[Opening PROVIDED MATERIAL section]

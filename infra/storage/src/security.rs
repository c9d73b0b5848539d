use crate::error::StorageError;
use std::path::{Component, Path, PathBuf};

/// Collapse `.` / `..` lexically while ensuring the path never escapes the sandbox root.
///
/// `..` is accepted as long as it does not climb above the (empty) relative base.
pub(crate) fn normalize_relative(path: &Path) -> Result<PathBuf, StorageError> {
    let mut out = PathBuf::new();

    for c in path.components() {
        match c {
            Component::CurDir => {},
            Component::Normal(seg) => out.push(seg),
            Component::ParentDir => {
                if !out.pop() {
                    return Err(StorageError::PathTraversalAttempt {
                        message: path.display().to_string().into(),
                        context: Some("Path attempted to escape sandbox via '..'".into()),
                    });
                }
            },
            Component::RootDir | Component::Prefix(_) => {
                return Err(StorageError::PathTraversalAttempt {
                    message: path.display().to_string().into(),
                    context: Some("Absolute paths are not allowed in sandbox".into()),
                });
            },
        }
    }

    Ok(out)
}

/// Safely joins a relative path to the canonical `root` and proves containment.
///
/// Existing targets are canonicalized (symlinks resolved) and compared component-wise
/// against the root. Targets that do not exist yet are validated through their first
/// existing ancestor.
pub(crate) fn resolve_path(root: &Path, path: impl AsRef<Path>) -> Result<PathBuf, StorageError> {
    let path = path.as_ref();

    if path.is_absolute() {
        return Err(StorageError::PathTraversalAttempt {
            message: path.display().to_string().into(),
            context: Some("Absolute paths are not allowed in sandbox".into()),
        });
    }

    let joined = root.join(normalize_relative(path)?);

    match joined.canonicalize() {
        Ok(canonical) => validate_canonical(root, canonical),
        Err(e) if e.kind() == std::io::ErrorKind::NotFound => validate_path(root, &joined),
        Err(e) => Err(StorageError::Io {
            source: e,
            context: Some(format!("Failed to canonicalize {}", joined.display()).into()),
        }),
    }
}

fn validate_canonical(root: &Path, canonical: PathBuf) -> Result<PathBuf, StorageError> {
    // `Path::starts_with` compares whole components: `/srv/picturesEVIL` is not under `/srv/pictures`.
    if canonical.starts_with(root) {
        Ok(canonical)
    } else {
        Err(StorageError::PathTraversalAttempt {
            message: canonical.display().to_string().into(),
            context: Some("Resolved path lies outside the storage root".into()),
        })
    }
}

/// Validates a path that does not exist yet by verifying its first existing ancestor.
///
/// # Security
/// - Prevents symlink attacks by canonicalizing the first existing ancestor
/// - Ensures the entire path chain originates from within the sandbox
fn validate_path(root: &Path, joined: &Path) -> Result<PathBuf, StorageError> {
    if !joined.starts_with(root) {
        return Err(StorageError::PathTraversalAttempt {
            message: joined.display().to_string().into(),
            context: Some("Path is outside sandbox boundaries".into()),
        });
    }

    let mut current = Some(joined);

    while let Some(path) = current {
        if path == root {
            return Ok(joined.to_path_buf());
        }

        // `symlink_metadata` so a dangling link is seen as existing rather than skipped.
        if path.symlink_metadata().is_ok() {
            return match path.canonicalize() {
                Ok(canonical) if canonical.starts_with(root) => Ok(joined.to_path_buf()),
                Ok(canonical) => Err(StorageError::PathTraversalAttempt {
                    message: canonical.display().to_string().into(),
                    context: Some("Existing ancestor is a symlink outside sandbox".into()),
                }),
                Err(e) if e.kind() == std::io::ErrorKind::NotFound => {
                    Err(StorageError::PathTraversalAttempt {
                        message: path.display().to_string().into(),
                        context: Some("Dangling symlink inside sandbox".into()),
                    })
                },
                Err(e) => Err(StorageError::Io {
                    source: e,
                    context: Some("Failed to verify parent directory".into()),
                }),
            };
        }

        current = path.parent();
    }

    Err(StorageError::PathTraversalAttempt {
        message: joined.display().to_string().into(),
        context: Some("No valid parent directory found within sandbox".into()),
    })
}

#[cfg(test)]
mod tests {
    use super::*;
    use tempfile::TempDir;

    fn canonical_root() -> (TempDir, PathBuf) {
        let tmp = TempDir::new().unwrap();
        let root = tmp.path().join("pictures");
        std::fs::create_dir_all(&root).unwrap();
        let root = root.canonicalize().unwrap();
        (tmp, root)
    }

    #[test]
    fn normalize_collapses_inner_parent_dirs() {
        let out = normalize_relative(Path::new("a/./b/../c.png")).unwrap();
        assert_eq!(out, PathBuf::from("a/c.png"));
    }

    #[test]
    fn normalize_rejects_escape_and_absolute() {
        assert!(matches!(
            normalize_relative(Path::new("../etc/passwd")),
            Err(StorageError::PathTraversalAttempt { .. })
        ));
        assert!(matches!(
            normalize_relative(Path::new("a/../../b")),
            Err(StorageError::PathTraversalAttempt { .. })
        ));
        assert!(matches!(
            normalize_relative(Path::new("/etc/passwd")),
            Err(StorageError::PathTraversalAttempt { .. })
        ));
    }

    #[test]
    fn sibling_with_shared_prefix_is_not_contained() {
        let (tmp, root) = canonical_root();
        let evil = tmp.path().join("picturesEVIL").join("x.png");
        assert!(evil.to_string_lossy().starts_with(&*root.to_string_lossy()));

        let res = validate_canonical(&root, evil);
        assert!(matches!(res, Err(StorageError::PathTraversalAttempt { .. })));
    }

    #[test]
    fn missing_target_is_validated_through_root() {
        let (_tmp, root) = canonical_root();
        let resolved = resolve_path(&root, "new.png").unwrap();
        assert_eq!(resolved, root.join("new.png"));
    }

    #[cfg(unix)]
    #[test]
    fn symlink_out_of_root_is_rejected() {
        let (tmp, root) = canonical_root();
        let outside = tmp.path().join("secret.png");
        std::fs::write(&outside, b"secret").unwrap();
        std::os::unix::fs::symlink(&outside, root.join("link.png")).unwrap();

        let res = resolve_path(&root, "link.png");
        assert!(matches!(res, Err(StorageError::PathTraversalAttempt { .. })));
    }

    #[cfg(unix)]
    #[test]
    fn symlinked_directory_out_of_root_is_rejected_for_new_files() {
        let (tmp, root) = canonical_root();
        let outside = tmp.path().join("elsewhere");
        std::fs::create_dir_all(&outside).unwrap();
        std::os::unix::fs::symlink(&outside, root.join("dir")).unwrap();

        let res = resolve_path(&root, "dir/new.png");
        assert!(matches!(res, Err(StorageError::PathTraversalAttempt { .. })));
    }
}
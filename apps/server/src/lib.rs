//! # Shutterbox Server
//!
//! A small picture drop box on `Axum`: uploads land in a sandboxed directory and are
//! served back for browsing and slideshows.
//!
//! ## Example
//! ```no_run
//! use sbox_server::Server;
//!
//! #[tokio::main]
//! async fn main() -> anyhow::Result<()> {
//!     Server::builder()
//!         .port(8080)
//!         .build()
//!         .await?
//!         .run()
//!         .await
//! }
//! ```

mod router;

use anyhow::{Context, Result};
use axum::Router;
use axum_server::Handle;
use sbox_domain::config::AppConfig;
use sbox_kernel::server::AppState;
use sbox_storage::Storage;
use std::net::SocketAddr;
use std::path::PathBuf;
use std::time::Duration;
use tokio::signal;
use tracing::{error, info};

const SHUTDOWN_GRACE: Duration = Duration::from_secs(30);

/// A fluent builder for configuring and initializing the [`Server`].
#[must_use = "builders do nothing unless you call .build()"]
#[derive(Debug, Default)]
pub struct ServerBuilder {
    cfg: AppConfig,
}

impl ServerBuilder {
    /// Set up the server's configuration.
    pub fn config(mut self, cfg: AppConfig) -> Self {
        self.cfg = cfg;
        self
    }

    pub fn port(mut self, port: u16) -> Self {
        self.cfg.server.port = port;
        self
    }

    pub fn pictures_dir(mut self, path: impl Into<PathBuf>) -> Self {
        self.cfg.storage.pictures_dir = path.into();
        self
    }

    async fn init_storage(&self) -> Result<Storage> {
        Storage::builder()
            .root(&self.cfg.storage.pictures_dir)
            .policy(self.cfg.upload.clone())
            .create(true)
            .connect()
            .await
            .with_context(|| {
                format!("Failed to open picture storage at {}", self.cfg.storage.pictures_dir.display())
            })
    }

    /// Consumes the builder and initializes the server.
    ///
    /// # Process
    /// 1. Opens (and creates if needed) the picture storage root
    /// 2. Constructs application state
    ///
    /// # Errors
    /// Returns an error if the storage root cannot be created or resolved.
    pub async fn build(self) -> Result<Server> {
        let address = SocketAddr::new(self.cfg.server.address, self.cfg.server.port);
        info!(address = %address, "Initializing server");

        let storage = self.init_storage().await?;
        info!(
            root = %storage.root().display(),
            max_file_size = storage.policy().max_file_size,
            "Picture storage ready"
        );

        let state = AppState::builder()
            .config(self.cfg)
            .storage(storage)
            .build()
            .context("Failed to finalize application state")?;

        Ok(Server { state })
    }
}

/// A fully initialized server instance ready to run.
#[must_use = "call .run().await to start the server"]
#[derive(Debug)]
pub struct Server {
    state: AppState,
}

impl Server {
    /// Returns a new [`ServerBuilder`] to configure the server.
    pub fn builder() -> ServerBuilder {
        ServerBuilder::default()
    }

    /// Starts the server and runs until the shutdown signal is received.
    ///
    /// # Errors
    /// Returns an error if the server fails to bind to the configured address.
    pub async fn run(self) -> Result<()> {
        let address = SocketAddr::new(self.state.config.server.address, self.state.config.server.port);
        let app = self.router();

        let handle = Handle::<SocketAddr>::new();
        let shutdown_handle = handle.clone();

        tokio::spawn(async move {
            if let Err(e) = shutdown_signal().await {
                error!("Error while waiting for shutdown signal: {e}");
                return;
            }
            info!("Shutdown signal received, starting graceful shutdown...");
            shutdown_handle.graceful_shutdown(Some(SHUTDOWN_GRACE));
        });

        info!("Starting HTTP server on http://{address}");

        axum_server::bind(address)
            .handle(handle)
            .serve(app.into_make_service())
            .await
            .context("HTTP server failed")?;

        info!("Server shutdown complete");
        Ok(())
    }

    /// The fully layered application router.
    #[must_use]
    pub fn router(&self) -> Router {
        router::init(self.state.clone())
    }

    /// Returns a reference to the application state.
    #[must_use]
    pub const fn state(&self) -> &AppState {
        &self.state
    }
}

/// Listens for shutdown signals (Ctrl+C, SIGTERM).
async fn shutdown_signal() -> Result<()> {
    let ctrl_c = async { signal::ctrl_c().await.context("Failed to install Ctrl+C handler") };

    #[cfg(unix)]
    let terminate = async {
        signal::unix::signal(signal::unix::SignalKind::terminate())
            .context("Failed to install SIGTERM handler")?
            .recv()
            .await;
        Ok::<_, anyhow::Error>(())
    };

    #[cfg(not(unix))]
    let terminate = std::future::pending::<Result<()>>();

    tokio::select! {
        res = ctrl_c => {
            res.context("Ctrl+C signal received")?;
        },
        res = terminate => {
            res.context("SIGTERM signal received")?;
        },
    }

    Ok(())
}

[Closing PROVIDED MATERIAL section]

• _ACTION ITEM_
Please show every line above that includes the word "impl".

• _EXERCISE RESULT_
pub(crate) fn resolve_path(root: &Path, path: impl AsRef<Path>) -> Result<PathBuf, StorageError> {
impl ServerBuilder {
    pub fn pictures_dir(mut self, path: impl Into<PathBuf>) -> Self {
impl Server {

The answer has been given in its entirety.